A esto se suma un factor fundamental: la constancia. El entrenador actúa como elemento motivador y de compromiso, algo que muchas personas necesitan para no abandonar.
Entrenador personal vs. entrenamiento autodidacta
Con la cantidad de contenido gratuito disponible, es lógico preguntarse si merece la pena invertir en un entrenador personal. La realidad es que, para la mayoría, entrenar sin guía implica errores, estancamiento o incluso abandono.
El entrenamiento autodidacta puede funcionar en perfiles muy concretos, pero el entrenador personal optimiza el proceso: reduce el margen de error, acelera los resultados y aporta seguridad.
No se trata solo de entrenar más, sino de entrenar mejor.

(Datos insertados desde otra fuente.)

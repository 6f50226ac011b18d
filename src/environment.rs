//! Shared state for a family of sandboxes: the default root they are created
//! under and the list of those still alive.

use std::env;
use std::fs;
use std::io;
use std::path::{Path, PathBuf};
use std::sync::{Arc, Mutex, MutexGuard, PoisonError, RwLock};

use tracing::{debug, info, instrument, warn};

use crate::error::{SandboxError, SandboxResult};
use crate::paths;
use crate::sandbox::{remove_dir_all_if_present, Sandbox, CONTAINER_NAME};

/// Insertion-ordered list of live sandboxes.
#[derive(Debug, Default)]
pub(crate) struct Registry {
    live: Mutex<Vec<Sandbox>>,
}

impl Registry {
    fn lock(&self) -> MutexGuard<'_, Vec<Sandbox>> {
        self.live.lock().unwrap_or_else(PoisonError::into_inner)
    }

    fn register(&self, sandbox: Sandbox) {
        self.lock().push(sandbox);
    }

    /// Returns false when `id` was not registered.
    pub(crate) fn unregister(&self, id: &str) -> bool {
        let mut live = self.lock();
        match live.iter().position(|s| s.id() == id) {
            Some(index) => {
                live.remove(index);
                true
            }
            None => false,
        }
    }

    fn drain(&self) -> Vec<Sandbox> {
        std::mem::take(&mut *self.lock())
    }

    fn snapshot(&self) -> Vec<Sandbox> {
        self.lock().clone()
    }
}

/// Creates sandboxes and tears them down in bulk.
///
/// Clones share the same default root and registry, so one environment can
/// be built per test run and handed to whichever code needs it.
#[derive(Debug, Clone)]
pub struct SandboxEnvironment {
    base_target: Arc<RwLock<PathBuf>>,
    registry: Arc<Registry>,
}

impl SandboxEnvironment {
    /// An environment rooted at the system temp directory.
    pub fn new() -> Self {
        Self {
            base_target: Arc::new(RwLock::new(env::temp_dir())),
            registry: Arc::new(Registry::default()),
        }
    }

    /// An environment rooted at `base`, which is created if missing.
    pub fn with_base_target(base: impl AsRef<Path>) -> SandboxResult<Self> {
        let environment = Self::new();
        environment.set_base_target(base)?;
        Ok(environment)
    }

    /// The default root for sandboxes created without a hint.
    pub fn base_target(&self) -> PathBuf {
        self.base_target
            .read()
            .unwrap_or_else(PoisonError::into_inner)
            .clone()
    }

    /// Where sandboxes without an explicit root end up.
    pub fn container_path(&self) -> PathBuf {
        self.base_target().join(CONTAINER_NAME)
    }

    /// Changes the default root for sandboxes created from now on.
    #[instrument(skip(self, to), fields(to = %to.as_ref().display()))]
    pub fn set_base_target(&self, to: impl AsRef<Path>) -> SandboxResult<()> {
        let to = absolute(to.as_ref())?;
        if !to.is_dir() {
            fs::create_dir_all(&to)?;
        }
        *self
            .base_target
            .write()
            .unwrap_or_else(PoisonError::into_inner) = to;
        info!("Base target updated");
        Ok(())
    }

    /// Uses the process working directory as the default root.
    pub fn set_base_target_to_current_dir(&self) -> SandboxResult<()> {
        self.set_base_target(env::current_dir()?)
    }

    /// Goes back to the system temp directory as the default root.
    pub fn set_base_target_to_temp_dir(&self) -> SandboxResult<()> {
        self.set_base_target(env::temp_dir())
    }

    /// Creates a sandbox under `root_hint`, or under the default root.
    ///
    /// A custom root is removed again by the last sandbox destroyed under
    /// it, provided nothing else was put there.
    #[instrument(skip(self))]
    pub fn create(&self, root_hint: Option<&Path>) -> SandboxResult<Sandbox> {
        let root_hint = root_hint.map(absolute).transpose()?;
        let root = match &root_hint {
            Some(hint) => hint.clone(),
            None => self.base_target(),
        };
        let sandbox = Sandbox::create_in(&root, root_hint, Arc::downgrade(&self.registry))?;
        self.registry.register(sandbox.clone());
        Ok(sandbox)
    }

    /// Number of sandboxes created here and not yet destroyed.
    pub fn live_count(&self) -> usize {
        self.registry.lock().len()
    }

    /// Sandboxes created here and not yet destroyed, oldest first.
    pub fn live(&self) -> Vec<Sandbox> {
        self.registry.snapshot()
    }

    /// Destroys every live sandbox.
    ///
    /// The registry is emptied up front. Every sandbox is attempted even if
    /// some fail; the failures are reported together.
    #[instrument(skip(self))]
    pub fn destroy_all(&self) -> SandboxResult<()> {
        let drained = self.registry.drain();
        debug!(count = drained.len(), "Destroying all sandboxes");

        let mut failures = Vec::new();
        for sandbox in drained {
            if let Err(e) = sandbox.destroy() {
                warn!(path = %sandbox.path().display(), error = %e, "Failed to destroy sandbox");
                failures.push((sandbox.path().to_path_buf(), e));
            }
        }

        if failures.is_empty() {
            Ok(())
        } else {
            Err(SandboxError::Teardown { failures })
        }
    }

    /// Deletes the default container outright, including sandboxes left
    /// behind by earlier runs. Sandboxes under custom roots are not reached.
    #[instrument(skip(self))]
    pub fn destroy_any(&self) -> SandboxResult<()> {
        let container = self.container_path();
        remove_dir_all_if_present(&container)?;
        info!(container = %container.display(), "Removed sandbox container");
        Ok(())
    }

    /// Sandbox directories currently present under the default container.
    pub fn orphans(&self) -> SandboxResult<Vec<PathBuf>> {
        self.orphans_at(self.base_target())
    }

    /// Sandbox directories currently present under `<root>/__sandboxes__`.
    pub fn orphans_at(&self, root: impl AsRef<Path>) -> SandboxResult<Vec<PathBuf>> {
        let container = absolute(root.as_ref())?.join(CONTAINER_NAME);
        let entries = match fs::read_dir(container) {
            Ok(entries) => entries,
            Err(e) if e.kind() == io::ErrorKind::NotFound => return Ok(Vec::new()),
            Err(e) => return Err(e.into()),
        };
        let mut found = Vec::new();
        for entry in entries {
            let entry = entry?;
            if entry.file_type()?.is_dir() {
                found.push(entry.path());
            }
        }
        found.sort();
        Ok(found)
    }
}

impl Default for SandboxEnvironment {
    fn default() -> Self {
        Self::new()
    }
}

fn absolute(path: &Path) -> io::Result<PathBuf> {
    if path.is_absolute() {
        Ok(paths::normalize(path))
    } else {
        Ok(paths::normalize(&env::current_dir()?.join(path)))
    }
}
//! Temporary working-directory changes.
//!
//! The working directory belongs to the whole process. Holding two guards at
//! once from different threads or tasks leaves the directory in whatever
//! state the last drop produced, so callers must not interleave them.

use std::env;
use std::io;
use std::path::{Path, PathBuf};

use tracing::{debug, warn};

/// Switches the process into a directory and switches back on drop.
#[derive(Debug)]
#[must_use = "the previous working directory is restored when the guard is dropped"]
pub struct WorkingDirGuard {
    original: PathBuf,
}

impl WorkingDirGuard {
    pub fn enter(target: &Path) -> io::Result<Self> {
        let original = env::current_dir()?;
        env::set_current_dir(target)?;
        debug!(from = %original.display(), to = %target.display(), "Entered directory");
        Ok(Self { original })
    }

    pub fn original(&self) -> &Path {
        &self.original
    }
}

impl Drop for WorkingDirGuard {
    fn drop(&mut self) {
        if let Err(e) = env::set_current_dir(&self.original) {
            warn!(
                original = %self.original.display(),
                error = %e,
                "Failed to restore working directory"
            );
        }
    }
}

La evolución del sector: hacia un servicio más accesible
Otro factor clave en el crecimiento del entrenamiento personal es la diversificación de servicios. Hoy no se limita a sesiones en gimnasio: existen entrenamientos a domicilio, al aire libre, online o en formato híbrido.
Esta evolución ha hecho que el servicio sea cada vez más accesible. De hecho, el entrenamiento personal se ha convertido en una de las opciones más demandadas dentro del sector fitness, consolidándose como una tendencia estable en España.
Cómo elegir un buen entrenador personal
No todos los entrenadores son iguales, y elegir bien es clave. Algunos aspectos importantes a valorar son:
- Formación y certificaciones oficiales
- Experiencia demostrable
- Capacidad de adaptación
- Comunicación clara
- Metodología estructurada
También conviene desconfiar de promesas irreales. Los resultados sostenibles requieren tiempo, constancia y un plan bien diseñado.
Una inversión en salud a largo plazo
Contratar un entrenador personal no es un gasto, sino una inversión en salud y calidad de vida. Mejorar la condición física, reducir molestias o ganar energía tiene un impacto directo en el día a día.
En una sociedad cada vez más sedentaria, contar con un profesional que guíe el proceso puede marcar una diferencia enorme. Todo apunta a que esta figura seguirá ganando importancia en los próximos años.
Porque, al final, cuidar el cuerpo ya no es una opción: es una necesidad.